--- Data supplied Enclosed Below ---

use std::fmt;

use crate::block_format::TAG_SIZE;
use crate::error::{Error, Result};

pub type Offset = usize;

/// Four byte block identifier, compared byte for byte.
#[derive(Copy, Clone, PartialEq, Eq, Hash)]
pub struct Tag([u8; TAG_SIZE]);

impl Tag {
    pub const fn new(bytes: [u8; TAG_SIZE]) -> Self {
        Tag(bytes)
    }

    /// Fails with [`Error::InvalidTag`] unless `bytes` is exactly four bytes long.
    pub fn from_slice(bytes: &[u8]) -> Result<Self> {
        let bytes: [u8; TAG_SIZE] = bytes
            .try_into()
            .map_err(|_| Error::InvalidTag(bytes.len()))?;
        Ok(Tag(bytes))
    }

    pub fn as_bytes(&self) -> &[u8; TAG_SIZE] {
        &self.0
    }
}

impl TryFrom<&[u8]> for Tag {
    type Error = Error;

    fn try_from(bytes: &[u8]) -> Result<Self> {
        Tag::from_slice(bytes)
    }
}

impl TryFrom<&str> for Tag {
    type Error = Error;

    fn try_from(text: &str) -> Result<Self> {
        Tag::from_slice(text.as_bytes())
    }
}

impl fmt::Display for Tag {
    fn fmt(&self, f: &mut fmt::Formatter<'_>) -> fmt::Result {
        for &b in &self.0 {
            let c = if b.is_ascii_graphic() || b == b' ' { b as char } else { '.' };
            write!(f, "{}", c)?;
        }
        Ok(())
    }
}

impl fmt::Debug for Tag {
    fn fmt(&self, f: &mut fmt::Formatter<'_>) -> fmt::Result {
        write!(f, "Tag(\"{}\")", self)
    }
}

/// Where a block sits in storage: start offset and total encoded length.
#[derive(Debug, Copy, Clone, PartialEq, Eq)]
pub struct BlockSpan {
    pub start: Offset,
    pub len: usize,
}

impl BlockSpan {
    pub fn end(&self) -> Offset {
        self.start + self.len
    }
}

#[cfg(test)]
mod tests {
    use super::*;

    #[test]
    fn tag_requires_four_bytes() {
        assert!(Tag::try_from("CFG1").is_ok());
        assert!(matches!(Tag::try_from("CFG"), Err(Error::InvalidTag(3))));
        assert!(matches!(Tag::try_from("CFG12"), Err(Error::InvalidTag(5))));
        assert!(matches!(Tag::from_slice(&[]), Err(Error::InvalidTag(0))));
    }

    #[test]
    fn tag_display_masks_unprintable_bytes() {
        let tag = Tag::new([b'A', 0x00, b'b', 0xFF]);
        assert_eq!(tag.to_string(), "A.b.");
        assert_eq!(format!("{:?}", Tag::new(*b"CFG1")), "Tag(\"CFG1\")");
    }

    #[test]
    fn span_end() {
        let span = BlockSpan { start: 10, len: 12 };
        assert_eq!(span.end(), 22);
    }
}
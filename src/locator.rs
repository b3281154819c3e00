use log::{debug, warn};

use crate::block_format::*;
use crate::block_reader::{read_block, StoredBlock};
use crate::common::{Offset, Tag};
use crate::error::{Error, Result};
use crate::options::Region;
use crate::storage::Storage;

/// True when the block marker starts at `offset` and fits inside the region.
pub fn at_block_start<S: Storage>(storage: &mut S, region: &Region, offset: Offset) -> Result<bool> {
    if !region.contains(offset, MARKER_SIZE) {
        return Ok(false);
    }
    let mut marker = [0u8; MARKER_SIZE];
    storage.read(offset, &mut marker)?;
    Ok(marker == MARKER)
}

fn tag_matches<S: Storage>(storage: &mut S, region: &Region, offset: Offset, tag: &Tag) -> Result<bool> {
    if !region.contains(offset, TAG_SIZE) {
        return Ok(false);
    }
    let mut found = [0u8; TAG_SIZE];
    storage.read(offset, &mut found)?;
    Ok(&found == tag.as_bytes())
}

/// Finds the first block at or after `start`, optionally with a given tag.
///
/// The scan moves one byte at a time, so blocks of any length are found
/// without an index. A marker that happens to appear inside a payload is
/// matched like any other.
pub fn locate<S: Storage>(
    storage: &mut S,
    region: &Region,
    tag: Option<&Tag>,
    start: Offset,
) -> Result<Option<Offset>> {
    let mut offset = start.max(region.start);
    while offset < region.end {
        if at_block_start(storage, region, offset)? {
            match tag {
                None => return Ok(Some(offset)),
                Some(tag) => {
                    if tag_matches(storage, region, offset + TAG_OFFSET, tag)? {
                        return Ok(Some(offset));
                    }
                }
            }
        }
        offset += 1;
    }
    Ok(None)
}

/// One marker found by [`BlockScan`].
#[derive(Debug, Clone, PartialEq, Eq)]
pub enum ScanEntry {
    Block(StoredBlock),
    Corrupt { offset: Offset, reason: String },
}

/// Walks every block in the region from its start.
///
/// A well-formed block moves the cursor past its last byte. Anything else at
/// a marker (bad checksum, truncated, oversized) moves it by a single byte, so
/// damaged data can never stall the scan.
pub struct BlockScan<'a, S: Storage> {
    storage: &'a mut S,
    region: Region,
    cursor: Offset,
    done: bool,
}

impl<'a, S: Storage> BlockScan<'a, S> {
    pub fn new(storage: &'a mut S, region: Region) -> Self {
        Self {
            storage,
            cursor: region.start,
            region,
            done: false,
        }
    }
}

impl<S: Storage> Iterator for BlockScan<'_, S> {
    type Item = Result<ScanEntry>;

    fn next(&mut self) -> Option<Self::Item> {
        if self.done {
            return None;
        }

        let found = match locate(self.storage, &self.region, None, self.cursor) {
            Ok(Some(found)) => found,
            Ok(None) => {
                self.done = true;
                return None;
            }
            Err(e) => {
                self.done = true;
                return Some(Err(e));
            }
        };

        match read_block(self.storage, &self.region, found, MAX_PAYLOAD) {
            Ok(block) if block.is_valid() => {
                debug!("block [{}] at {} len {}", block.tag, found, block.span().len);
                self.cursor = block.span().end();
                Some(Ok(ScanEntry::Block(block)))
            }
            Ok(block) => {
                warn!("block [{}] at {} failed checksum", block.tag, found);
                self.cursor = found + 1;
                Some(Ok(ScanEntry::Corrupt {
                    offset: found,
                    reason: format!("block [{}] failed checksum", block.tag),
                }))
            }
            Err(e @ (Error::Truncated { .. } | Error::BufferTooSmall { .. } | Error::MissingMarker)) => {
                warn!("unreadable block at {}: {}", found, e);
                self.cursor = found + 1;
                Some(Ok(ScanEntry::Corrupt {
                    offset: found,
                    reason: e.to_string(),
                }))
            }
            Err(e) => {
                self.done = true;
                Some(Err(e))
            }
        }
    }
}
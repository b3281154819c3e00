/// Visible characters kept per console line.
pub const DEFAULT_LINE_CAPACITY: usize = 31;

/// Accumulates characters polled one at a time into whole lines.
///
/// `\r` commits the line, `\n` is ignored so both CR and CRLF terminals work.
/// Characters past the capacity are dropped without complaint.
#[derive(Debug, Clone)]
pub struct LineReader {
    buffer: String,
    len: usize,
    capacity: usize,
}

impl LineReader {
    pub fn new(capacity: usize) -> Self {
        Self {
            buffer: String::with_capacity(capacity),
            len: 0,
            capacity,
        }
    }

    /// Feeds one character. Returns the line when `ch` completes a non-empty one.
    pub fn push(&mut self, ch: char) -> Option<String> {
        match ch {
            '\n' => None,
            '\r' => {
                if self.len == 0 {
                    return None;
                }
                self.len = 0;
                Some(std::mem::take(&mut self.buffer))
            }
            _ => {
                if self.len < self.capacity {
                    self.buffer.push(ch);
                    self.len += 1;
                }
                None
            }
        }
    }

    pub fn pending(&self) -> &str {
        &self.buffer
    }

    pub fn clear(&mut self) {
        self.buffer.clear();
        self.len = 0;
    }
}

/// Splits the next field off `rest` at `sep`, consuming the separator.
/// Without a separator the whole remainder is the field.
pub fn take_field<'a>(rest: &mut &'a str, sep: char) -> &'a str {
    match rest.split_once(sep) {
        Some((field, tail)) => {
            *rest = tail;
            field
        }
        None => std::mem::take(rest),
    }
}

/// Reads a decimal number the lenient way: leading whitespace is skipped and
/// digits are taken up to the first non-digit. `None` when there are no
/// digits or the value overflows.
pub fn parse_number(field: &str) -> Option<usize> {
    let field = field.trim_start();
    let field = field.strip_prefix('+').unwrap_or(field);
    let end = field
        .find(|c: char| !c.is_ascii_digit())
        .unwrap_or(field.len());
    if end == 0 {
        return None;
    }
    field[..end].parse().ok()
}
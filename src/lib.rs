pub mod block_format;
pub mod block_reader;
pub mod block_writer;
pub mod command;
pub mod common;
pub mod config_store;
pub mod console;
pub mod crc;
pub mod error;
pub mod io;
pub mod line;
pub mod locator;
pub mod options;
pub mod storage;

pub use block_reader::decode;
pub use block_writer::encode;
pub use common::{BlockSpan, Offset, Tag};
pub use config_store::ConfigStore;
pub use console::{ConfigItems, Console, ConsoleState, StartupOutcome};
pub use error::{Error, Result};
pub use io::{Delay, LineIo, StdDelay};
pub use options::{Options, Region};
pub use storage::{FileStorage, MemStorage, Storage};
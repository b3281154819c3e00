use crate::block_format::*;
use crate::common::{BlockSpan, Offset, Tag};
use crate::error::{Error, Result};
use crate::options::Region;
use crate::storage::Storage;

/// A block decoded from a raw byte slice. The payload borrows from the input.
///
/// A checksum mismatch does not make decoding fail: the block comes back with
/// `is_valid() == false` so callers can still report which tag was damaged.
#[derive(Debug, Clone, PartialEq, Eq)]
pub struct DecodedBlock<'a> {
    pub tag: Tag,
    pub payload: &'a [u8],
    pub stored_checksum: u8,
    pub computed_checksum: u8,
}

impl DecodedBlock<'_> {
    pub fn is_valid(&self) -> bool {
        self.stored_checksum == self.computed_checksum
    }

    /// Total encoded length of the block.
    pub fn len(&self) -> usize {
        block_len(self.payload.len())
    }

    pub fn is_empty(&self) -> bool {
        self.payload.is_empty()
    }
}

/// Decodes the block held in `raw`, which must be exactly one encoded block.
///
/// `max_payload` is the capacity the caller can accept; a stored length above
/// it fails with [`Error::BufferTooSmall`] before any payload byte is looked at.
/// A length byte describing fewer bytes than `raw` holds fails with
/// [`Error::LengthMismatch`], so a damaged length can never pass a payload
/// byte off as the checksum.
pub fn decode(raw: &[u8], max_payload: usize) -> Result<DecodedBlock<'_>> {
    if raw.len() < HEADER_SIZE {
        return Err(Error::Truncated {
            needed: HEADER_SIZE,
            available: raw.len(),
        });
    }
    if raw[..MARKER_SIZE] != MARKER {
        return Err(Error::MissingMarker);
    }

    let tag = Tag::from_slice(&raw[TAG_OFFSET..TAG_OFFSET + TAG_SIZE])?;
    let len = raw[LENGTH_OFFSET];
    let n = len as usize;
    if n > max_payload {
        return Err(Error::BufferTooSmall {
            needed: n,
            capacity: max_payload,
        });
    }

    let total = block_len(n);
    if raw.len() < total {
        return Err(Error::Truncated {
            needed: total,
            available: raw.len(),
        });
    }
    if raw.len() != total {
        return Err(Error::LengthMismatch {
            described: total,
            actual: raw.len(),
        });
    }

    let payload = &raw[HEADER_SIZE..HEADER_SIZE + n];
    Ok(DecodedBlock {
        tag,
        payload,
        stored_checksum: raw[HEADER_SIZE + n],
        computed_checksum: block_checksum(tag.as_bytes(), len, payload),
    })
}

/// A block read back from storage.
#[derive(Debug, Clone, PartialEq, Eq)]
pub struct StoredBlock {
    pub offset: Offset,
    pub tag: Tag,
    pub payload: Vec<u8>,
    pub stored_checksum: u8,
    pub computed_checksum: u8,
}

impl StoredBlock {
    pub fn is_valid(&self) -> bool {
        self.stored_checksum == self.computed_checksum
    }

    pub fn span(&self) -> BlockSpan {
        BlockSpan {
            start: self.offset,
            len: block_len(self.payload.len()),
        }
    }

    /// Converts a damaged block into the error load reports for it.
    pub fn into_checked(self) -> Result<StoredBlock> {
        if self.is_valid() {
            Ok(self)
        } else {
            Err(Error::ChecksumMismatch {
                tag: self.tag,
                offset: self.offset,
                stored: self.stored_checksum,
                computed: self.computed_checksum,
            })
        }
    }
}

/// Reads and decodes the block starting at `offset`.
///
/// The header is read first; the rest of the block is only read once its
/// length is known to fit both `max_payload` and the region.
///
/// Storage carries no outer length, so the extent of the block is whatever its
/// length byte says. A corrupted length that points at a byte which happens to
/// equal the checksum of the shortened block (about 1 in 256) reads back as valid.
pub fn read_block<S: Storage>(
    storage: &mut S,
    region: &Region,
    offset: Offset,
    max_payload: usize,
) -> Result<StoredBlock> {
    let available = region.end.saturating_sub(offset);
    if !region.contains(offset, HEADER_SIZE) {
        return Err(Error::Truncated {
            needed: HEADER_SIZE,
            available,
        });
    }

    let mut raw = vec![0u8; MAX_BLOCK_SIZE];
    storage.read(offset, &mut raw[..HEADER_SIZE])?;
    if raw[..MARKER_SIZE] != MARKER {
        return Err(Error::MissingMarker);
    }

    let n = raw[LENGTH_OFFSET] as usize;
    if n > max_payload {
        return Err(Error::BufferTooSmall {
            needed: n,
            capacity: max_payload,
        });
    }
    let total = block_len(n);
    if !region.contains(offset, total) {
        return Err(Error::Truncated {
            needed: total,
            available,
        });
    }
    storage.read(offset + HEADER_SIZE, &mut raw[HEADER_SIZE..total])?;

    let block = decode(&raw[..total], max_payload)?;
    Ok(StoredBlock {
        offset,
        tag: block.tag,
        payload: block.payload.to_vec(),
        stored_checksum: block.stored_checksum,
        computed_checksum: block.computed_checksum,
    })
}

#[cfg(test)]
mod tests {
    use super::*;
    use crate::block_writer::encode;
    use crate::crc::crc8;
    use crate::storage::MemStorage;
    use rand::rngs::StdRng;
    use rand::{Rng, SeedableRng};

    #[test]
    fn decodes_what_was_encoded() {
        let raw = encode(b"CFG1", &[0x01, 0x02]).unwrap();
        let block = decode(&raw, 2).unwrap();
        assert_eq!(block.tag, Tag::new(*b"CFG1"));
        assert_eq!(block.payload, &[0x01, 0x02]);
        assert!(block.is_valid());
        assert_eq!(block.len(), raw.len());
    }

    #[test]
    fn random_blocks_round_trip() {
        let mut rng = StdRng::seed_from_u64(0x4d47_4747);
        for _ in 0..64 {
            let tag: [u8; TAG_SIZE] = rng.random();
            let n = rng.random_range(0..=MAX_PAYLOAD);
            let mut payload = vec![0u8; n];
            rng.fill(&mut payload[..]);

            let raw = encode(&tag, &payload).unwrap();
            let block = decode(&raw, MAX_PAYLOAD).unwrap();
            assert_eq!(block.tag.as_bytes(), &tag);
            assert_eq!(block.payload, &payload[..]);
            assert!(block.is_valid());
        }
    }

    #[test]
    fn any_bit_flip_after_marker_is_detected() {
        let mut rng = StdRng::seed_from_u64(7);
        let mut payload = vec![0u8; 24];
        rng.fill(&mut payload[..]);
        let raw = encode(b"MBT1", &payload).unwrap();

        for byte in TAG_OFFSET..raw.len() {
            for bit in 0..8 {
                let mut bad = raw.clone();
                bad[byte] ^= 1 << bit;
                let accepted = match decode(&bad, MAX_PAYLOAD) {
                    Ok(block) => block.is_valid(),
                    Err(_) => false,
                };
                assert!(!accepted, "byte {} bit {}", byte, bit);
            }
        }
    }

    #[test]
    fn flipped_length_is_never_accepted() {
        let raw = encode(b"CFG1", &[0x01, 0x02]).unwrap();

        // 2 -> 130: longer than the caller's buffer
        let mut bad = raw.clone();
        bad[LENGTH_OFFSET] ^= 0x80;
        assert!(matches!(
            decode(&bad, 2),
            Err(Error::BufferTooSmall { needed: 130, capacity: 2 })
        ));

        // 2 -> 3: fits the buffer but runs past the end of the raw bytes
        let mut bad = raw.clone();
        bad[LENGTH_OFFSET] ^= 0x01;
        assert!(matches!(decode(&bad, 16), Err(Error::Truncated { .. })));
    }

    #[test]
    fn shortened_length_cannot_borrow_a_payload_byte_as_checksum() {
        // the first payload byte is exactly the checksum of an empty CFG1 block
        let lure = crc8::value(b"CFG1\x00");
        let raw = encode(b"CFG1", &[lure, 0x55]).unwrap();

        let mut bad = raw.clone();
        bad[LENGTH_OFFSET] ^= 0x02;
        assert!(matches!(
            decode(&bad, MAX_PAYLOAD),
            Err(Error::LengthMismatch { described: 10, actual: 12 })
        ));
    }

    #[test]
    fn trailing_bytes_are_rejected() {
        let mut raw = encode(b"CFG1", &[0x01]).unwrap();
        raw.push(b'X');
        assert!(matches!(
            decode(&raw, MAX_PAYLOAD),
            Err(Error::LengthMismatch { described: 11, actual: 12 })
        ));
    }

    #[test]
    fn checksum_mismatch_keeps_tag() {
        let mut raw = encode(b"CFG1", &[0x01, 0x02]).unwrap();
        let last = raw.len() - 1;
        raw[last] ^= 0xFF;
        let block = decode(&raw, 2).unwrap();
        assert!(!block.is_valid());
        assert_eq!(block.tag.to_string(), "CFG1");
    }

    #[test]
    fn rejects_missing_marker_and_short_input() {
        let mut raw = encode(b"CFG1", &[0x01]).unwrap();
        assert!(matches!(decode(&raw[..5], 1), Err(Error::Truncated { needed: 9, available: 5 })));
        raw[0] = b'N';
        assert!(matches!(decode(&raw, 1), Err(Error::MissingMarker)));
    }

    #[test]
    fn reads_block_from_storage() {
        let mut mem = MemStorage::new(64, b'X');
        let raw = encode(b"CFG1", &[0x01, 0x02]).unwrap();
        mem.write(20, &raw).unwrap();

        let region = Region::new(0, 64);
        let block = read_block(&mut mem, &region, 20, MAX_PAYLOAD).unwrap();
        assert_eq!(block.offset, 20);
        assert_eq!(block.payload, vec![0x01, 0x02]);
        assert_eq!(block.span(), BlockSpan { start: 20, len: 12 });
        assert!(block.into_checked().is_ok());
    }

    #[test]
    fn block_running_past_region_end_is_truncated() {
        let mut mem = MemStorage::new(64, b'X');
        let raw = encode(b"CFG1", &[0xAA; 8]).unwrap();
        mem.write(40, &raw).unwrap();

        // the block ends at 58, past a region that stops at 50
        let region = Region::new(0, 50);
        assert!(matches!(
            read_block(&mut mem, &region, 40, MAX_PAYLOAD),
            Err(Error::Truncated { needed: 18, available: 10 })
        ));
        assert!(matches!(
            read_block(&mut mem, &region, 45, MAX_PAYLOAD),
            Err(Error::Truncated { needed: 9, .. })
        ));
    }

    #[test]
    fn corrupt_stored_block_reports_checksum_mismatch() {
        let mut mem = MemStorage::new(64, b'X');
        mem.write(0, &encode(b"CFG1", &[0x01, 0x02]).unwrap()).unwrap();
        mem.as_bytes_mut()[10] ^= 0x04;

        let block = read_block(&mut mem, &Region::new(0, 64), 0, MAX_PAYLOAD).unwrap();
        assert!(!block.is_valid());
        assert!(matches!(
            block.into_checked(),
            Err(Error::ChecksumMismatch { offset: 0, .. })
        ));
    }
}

--- End of Enclosed Data supplied ---

The records are given above. Copy each line in them that holds "else".

            let c = if b.is_ascii_graphic() || b == b' ' { b as char } else { '.' };
/// A well-formed block moves the cursor past its last byte. Anything else at
        } else {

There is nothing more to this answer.